BEGIN

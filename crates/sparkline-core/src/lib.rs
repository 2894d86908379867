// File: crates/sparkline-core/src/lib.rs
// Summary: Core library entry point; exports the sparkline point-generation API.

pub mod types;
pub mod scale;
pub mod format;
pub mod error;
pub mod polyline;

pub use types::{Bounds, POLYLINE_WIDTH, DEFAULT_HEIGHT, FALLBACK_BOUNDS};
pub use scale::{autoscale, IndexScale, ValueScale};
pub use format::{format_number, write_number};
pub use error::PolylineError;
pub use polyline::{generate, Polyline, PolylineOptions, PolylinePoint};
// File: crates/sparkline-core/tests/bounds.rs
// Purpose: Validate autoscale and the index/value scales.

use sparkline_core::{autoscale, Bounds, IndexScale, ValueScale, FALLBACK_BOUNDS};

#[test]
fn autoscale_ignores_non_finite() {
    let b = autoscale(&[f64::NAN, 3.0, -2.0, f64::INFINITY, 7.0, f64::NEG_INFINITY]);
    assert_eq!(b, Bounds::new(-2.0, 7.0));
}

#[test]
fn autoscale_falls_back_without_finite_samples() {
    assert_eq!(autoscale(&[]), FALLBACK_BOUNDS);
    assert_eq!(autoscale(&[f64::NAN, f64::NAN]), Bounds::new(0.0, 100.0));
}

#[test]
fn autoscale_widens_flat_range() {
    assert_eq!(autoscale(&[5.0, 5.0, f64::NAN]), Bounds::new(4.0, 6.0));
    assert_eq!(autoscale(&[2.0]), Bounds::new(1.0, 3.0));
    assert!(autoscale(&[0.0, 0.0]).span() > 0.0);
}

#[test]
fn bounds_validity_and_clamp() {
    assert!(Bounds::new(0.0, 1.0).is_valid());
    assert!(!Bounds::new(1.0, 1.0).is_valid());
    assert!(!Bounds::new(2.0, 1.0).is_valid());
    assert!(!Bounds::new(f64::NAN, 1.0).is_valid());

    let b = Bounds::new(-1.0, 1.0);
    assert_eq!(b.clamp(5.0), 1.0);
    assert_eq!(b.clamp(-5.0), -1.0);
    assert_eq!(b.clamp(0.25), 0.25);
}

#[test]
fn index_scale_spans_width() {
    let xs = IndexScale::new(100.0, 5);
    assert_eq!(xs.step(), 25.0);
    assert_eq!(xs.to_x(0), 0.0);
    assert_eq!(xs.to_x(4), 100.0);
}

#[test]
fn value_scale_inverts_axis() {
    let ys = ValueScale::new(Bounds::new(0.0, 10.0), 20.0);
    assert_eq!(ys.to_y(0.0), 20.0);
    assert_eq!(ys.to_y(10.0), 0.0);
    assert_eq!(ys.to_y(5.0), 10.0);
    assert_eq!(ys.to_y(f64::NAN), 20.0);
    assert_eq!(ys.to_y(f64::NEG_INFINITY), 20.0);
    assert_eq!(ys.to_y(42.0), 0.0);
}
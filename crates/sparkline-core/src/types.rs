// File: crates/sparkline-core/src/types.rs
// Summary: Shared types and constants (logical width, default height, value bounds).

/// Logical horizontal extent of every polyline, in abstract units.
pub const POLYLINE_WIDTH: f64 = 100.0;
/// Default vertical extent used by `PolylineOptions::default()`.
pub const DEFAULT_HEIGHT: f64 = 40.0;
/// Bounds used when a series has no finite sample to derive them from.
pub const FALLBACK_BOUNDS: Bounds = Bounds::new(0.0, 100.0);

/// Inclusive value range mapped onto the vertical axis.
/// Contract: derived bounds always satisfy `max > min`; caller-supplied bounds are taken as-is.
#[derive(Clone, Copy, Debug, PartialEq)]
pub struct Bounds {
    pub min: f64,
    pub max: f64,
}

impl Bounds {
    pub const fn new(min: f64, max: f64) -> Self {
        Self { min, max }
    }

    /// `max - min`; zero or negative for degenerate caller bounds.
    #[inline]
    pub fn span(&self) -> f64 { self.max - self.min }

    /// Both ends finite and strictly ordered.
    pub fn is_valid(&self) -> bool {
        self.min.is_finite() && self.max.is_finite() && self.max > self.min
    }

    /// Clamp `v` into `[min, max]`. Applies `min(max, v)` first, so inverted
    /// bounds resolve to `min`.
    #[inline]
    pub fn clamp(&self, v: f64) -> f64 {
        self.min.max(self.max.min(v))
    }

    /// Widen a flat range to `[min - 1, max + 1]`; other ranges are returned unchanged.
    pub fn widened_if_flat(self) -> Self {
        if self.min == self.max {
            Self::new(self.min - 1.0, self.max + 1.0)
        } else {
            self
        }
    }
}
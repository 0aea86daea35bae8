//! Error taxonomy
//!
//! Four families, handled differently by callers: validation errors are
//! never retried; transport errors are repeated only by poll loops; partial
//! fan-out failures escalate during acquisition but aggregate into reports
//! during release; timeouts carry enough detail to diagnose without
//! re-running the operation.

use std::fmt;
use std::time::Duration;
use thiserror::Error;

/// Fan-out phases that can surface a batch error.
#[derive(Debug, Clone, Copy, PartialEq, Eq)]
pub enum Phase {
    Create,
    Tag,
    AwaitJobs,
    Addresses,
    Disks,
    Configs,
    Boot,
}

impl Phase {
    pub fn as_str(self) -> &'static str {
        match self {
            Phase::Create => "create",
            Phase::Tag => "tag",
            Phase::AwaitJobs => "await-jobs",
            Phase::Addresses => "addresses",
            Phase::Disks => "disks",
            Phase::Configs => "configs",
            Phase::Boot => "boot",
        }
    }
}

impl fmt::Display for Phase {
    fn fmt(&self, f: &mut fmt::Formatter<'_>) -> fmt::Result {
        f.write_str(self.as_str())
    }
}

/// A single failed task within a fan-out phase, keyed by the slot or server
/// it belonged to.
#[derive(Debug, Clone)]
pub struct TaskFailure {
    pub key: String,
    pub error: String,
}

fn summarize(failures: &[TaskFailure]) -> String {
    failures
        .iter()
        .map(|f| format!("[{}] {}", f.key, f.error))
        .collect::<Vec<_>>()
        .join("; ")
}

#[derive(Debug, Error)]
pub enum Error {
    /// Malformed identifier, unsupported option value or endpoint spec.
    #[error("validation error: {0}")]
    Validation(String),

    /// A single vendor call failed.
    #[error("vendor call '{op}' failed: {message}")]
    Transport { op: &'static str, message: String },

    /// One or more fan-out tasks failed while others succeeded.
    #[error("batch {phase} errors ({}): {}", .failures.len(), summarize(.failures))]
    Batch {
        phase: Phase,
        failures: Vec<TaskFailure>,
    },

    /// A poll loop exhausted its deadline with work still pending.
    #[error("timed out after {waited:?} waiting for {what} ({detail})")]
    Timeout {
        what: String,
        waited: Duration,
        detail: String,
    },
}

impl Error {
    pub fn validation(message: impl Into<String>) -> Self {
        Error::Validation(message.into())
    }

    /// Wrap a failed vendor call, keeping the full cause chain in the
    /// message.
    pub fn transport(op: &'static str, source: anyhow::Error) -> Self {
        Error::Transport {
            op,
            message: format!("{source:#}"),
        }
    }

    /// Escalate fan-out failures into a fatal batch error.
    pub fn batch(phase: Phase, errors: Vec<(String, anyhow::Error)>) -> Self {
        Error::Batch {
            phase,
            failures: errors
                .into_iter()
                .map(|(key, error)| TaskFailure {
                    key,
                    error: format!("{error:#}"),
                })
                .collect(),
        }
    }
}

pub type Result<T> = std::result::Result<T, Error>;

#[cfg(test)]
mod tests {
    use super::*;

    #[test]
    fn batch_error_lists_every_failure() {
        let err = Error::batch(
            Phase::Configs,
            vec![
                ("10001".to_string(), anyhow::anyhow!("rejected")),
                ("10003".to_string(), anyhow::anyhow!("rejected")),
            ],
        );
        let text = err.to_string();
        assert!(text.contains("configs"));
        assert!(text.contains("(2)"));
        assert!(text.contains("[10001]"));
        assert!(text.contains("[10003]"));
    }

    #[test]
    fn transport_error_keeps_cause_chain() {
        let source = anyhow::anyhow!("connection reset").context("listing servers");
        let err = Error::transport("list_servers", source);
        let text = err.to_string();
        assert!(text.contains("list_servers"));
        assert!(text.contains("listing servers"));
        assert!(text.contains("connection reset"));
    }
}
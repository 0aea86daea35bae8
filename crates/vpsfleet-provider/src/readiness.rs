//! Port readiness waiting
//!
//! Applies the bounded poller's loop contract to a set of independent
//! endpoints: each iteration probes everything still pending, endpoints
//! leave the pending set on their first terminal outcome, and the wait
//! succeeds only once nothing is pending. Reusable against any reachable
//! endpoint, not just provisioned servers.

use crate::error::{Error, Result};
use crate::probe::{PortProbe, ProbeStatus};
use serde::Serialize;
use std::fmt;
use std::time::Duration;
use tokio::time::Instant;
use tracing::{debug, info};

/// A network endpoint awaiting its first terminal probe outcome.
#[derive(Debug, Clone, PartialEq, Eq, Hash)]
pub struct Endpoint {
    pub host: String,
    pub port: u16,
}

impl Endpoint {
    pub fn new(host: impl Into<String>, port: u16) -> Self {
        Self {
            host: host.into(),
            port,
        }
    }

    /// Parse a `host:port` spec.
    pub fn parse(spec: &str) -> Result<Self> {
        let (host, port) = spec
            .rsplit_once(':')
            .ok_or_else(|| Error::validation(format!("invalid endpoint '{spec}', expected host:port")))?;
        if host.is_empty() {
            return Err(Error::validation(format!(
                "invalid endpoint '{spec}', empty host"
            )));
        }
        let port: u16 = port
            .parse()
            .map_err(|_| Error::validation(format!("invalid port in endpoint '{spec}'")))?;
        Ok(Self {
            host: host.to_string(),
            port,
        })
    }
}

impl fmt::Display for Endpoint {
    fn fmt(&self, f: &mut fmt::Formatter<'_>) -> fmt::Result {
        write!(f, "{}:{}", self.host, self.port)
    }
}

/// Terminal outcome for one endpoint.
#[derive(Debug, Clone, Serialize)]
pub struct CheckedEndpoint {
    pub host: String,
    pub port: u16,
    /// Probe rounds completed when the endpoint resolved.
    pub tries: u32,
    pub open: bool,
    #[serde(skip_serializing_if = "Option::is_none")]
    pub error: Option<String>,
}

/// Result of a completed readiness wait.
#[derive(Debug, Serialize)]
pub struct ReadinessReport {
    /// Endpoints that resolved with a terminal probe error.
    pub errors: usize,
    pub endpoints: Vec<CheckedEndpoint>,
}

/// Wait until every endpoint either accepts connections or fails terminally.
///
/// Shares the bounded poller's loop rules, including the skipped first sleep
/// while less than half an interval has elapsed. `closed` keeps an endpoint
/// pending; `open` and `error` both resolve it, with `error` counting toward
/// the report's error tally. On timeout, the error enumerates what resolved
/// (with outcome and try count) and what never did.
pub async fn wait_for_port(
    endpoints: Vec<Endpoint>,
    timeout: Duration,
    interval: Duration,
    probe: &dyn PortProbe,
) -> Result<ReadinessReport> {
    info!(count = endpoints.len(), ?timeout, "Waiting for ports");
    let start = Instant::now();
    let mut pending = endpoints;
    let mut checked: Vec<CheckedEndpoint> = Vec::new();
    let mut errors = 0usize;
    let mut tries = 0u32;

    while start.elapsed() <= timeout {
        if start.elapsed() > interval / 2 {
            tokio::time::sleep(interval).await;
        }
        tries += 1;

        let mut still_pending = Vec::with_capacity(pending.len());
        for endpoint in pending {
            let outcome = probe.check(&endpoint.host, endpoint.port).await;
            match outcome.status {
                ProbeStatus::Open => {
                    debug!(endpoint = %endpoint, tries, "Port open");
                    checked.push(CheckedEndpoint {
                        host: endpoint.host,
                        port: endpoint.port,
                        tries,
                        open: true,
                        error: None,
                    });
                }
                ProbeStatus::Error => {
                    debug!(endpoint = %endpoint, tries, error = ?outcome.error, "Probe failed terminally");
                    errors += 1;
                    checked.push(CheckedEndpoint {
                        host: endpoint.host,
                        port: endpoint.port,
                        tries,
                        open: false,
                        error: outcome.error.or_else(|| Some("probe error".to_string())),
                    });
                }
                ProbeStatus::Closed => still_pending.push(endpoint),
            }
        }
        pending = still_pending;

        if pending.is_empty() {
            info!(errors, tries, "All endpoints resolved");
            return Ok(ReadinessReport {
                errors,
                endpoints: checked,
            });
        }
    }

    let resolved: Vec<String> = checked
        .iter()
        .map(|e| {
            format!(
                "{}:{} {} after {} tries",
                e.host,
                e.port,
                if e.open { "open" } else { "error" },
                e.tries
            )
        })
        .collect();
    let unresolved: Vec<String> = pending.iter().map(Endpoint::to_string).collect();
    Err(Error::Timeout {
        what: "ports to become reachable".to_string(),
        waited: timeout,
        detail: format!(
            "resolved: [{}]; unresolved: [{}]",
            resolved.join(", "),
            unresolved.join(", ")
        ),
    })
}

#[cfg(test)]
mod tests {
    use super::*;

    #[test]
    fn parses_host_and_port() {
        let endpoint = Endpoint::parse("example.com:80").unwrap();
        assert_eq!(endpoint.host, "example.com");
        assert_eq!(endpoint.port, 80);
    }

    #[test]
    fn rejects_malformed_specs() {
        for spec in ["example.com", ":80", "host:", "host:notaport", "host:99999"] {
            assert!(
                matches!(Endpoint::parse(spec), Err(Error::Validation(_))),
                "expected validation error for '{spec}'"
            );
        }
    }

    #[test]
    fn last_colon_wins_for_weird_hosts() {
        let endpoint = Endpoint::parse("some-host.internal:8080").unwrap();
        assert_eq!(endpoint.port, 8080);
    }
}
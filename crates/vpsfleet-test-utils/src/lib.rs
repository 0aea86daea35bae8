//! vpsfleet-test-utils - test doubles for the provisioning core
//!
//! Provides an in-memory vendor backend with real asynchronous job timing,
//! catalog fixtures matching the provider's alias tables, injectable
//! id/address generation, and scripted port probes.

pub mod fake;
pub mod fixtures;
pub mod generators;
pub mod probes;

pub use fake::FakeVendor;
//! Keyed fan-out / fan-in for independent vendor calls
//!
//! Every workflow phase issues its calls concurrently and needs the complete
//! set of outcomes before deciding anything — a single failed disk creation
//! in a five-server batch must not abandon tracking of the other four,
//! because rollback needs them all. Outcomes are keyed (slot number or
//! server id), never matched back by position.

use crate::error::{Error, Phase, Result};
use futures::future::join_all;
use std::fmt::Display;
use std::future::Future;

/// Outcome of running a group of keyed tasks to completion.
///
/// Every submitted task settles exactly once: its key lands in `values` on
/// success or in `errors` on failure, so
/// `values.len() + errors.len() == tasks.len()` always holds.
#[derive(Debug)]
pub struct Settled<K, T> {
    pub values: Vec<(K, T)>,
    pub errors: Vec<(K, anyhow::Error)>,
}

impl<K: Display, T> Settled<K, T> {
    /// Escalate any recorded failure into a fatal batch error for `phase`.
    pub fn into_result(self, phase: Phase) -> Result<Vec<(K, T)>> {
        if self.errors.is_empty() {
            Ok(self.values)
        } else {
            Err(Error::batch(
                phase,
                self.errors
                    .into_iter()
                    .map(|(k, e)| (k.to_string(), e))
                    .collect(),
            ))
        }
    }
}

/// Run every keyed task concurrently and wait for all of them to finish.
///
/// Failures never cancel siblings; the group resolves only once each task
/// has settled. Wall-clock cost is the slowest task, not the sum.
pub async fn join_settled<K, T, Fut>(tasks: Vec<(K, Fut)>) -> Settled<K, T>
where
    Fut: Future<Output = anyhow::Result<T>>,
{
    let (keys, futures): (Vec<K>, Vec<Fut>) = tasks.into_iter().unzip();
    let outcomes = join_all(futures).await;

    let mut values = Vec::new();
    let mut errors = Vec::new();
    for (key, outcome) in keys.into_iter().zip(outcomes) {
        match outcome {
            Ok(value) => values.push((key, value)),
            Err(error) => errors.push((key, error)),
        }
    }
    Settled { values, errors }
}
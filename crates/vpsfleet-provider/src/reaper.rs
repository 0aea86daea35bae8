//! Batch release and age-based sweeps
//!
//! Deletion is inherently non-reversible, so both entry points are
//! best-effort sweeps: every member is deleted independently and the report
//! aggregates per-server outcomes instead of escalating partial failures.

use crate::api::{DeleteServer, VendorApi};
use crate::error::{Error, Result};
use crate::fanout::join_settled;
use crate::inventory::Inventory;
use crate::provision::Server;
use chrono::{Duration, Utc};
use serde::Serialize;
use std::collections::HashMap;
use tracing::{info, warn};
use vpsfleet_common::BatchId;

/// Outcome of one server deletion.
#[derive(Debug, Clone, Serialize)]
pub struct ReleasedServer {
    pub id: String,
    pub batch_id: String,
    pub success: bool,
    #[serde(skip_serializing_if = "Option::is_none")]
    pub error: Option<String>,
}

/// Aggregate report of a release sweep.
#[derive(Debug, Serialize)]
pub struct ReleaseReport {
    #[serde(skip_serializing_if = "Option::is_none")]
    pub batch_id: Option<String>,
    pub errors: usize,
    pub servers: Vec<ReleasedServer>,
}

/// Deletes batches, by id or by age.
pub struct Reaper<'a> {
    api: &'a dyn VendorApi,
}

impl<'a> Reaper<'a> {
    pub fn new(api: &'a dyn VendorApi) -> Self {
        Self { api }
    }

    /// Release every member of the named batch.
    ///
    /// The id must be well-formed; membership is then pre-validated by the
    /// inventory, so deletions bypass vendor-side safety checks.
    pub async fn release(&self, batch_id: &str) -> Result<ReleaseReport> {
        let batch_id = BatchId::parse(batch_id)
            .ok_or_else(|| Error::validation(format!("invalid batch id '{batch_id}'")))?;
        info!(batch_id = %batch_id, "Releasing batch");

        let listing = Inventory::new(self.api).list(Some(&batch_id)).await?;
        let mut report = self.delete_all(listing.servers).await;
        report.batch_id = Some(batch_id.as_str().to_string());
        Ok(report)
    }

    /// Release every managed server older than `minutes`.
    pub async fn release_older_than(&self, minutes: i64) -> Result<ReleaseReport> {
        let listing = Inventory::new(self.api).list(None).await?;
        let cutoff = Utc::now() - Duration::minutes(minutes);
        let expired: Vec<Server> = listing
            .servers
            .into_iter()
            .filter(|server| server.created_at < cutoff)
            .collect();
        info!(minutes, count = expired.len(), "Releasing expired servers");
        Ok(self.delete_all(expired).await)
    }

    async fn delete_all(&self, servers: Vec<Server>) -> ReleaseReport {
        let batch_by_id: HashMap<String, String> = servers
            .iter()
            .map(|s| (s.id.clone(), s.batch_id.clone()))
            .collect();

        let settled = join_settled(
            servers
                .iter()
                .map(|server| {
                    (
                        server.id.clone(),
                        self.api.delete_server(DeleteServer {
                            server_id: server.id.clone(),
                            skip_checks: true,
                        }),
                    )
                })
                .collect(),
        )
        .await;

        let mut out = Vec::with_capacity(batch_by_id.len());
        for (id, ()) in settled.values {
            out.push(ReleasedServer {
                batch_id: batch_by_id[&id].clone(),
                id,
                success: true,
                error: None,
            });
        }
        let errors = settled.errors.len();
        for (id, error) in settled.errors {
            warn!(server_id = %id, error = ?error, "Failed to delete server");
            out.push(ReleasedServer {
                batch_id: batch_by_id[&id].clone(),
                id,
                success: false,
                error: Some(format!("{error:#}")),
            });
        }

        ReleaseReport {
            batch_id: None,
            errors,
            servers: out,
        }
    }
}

END

_Your instructions_: Leave out every line above except those from the line with "repository 2894d86908379867" up to and including the line with "assert!(!Bounds::new(1.0, 1.0).is_valid());", and copy those exactly.

_Answer to the exercise_:
repository 2894d86908379867
// File: crates/sparkline-core/src/lib.rs
// Summary: Core library entry point; exports the sparkline point-generation API.

pub mod types;
pub mod scale;
pub mod format;
pub mod error;
pub mod polyline;

pub use types::{Bounds, POLYLINE_WIDTH, DEFAULT_HEIGHT, FALLBACK_BOUNDS};
pub use scale::{autoscale, IndexScale, ValueScale};
pub use format::{format_number, write_number};
pub use error::PolylineError;
pub use polyline::{generate, Polyline, PolylineOptions, PolylinePoint};
// File: crates/sparkline-core/tests/bounds.rs
// Purpose: Validate autoscale and the index/value scales.

use sparkline_core::{autoscale, Bounds, IndexScale, ValueScale, FALLBACK_BOUNDS};

#[test]
fn autoscale_ignores_non_finite() {
    let b = autoscale(&[f64::NAN, 3.0, -2.0, f64::INFINITY, 7.0, f64::NEG_INFINITY]);
    assert_eq!(b, Bounds::new(-2.0, 7.0));
}

#[test]
fn autoscale_falls_back_without_finite_samples() {
    assert_eq!(autoscale(&[]), FALLBACK_BOUNDS);
    assert_eq!(autoscale(&[f64::NAN, f64::NAN]), Bounds::new(0.0, 100.0));
}

#[test]
fn autoscale_widens_flat_range() {
    assert_eq!(autoscale(&[5.0, 5.0, f64::NAN]), Bounds::new(4.0, 6.0));
    assert_eq!(autoscale(&[2.0]), Bounds::new(1.0, 3.0));
    assert!(autoscale(&[0.0, 0.0]).span() > 0.0);
}

#[test]
fn bounds_validity_and_clamp() {
    assert!(Bounds::new(0.0, 1.0).is_valid());
    assert!(!Bounds::new(1.0, 1.0).is_valid());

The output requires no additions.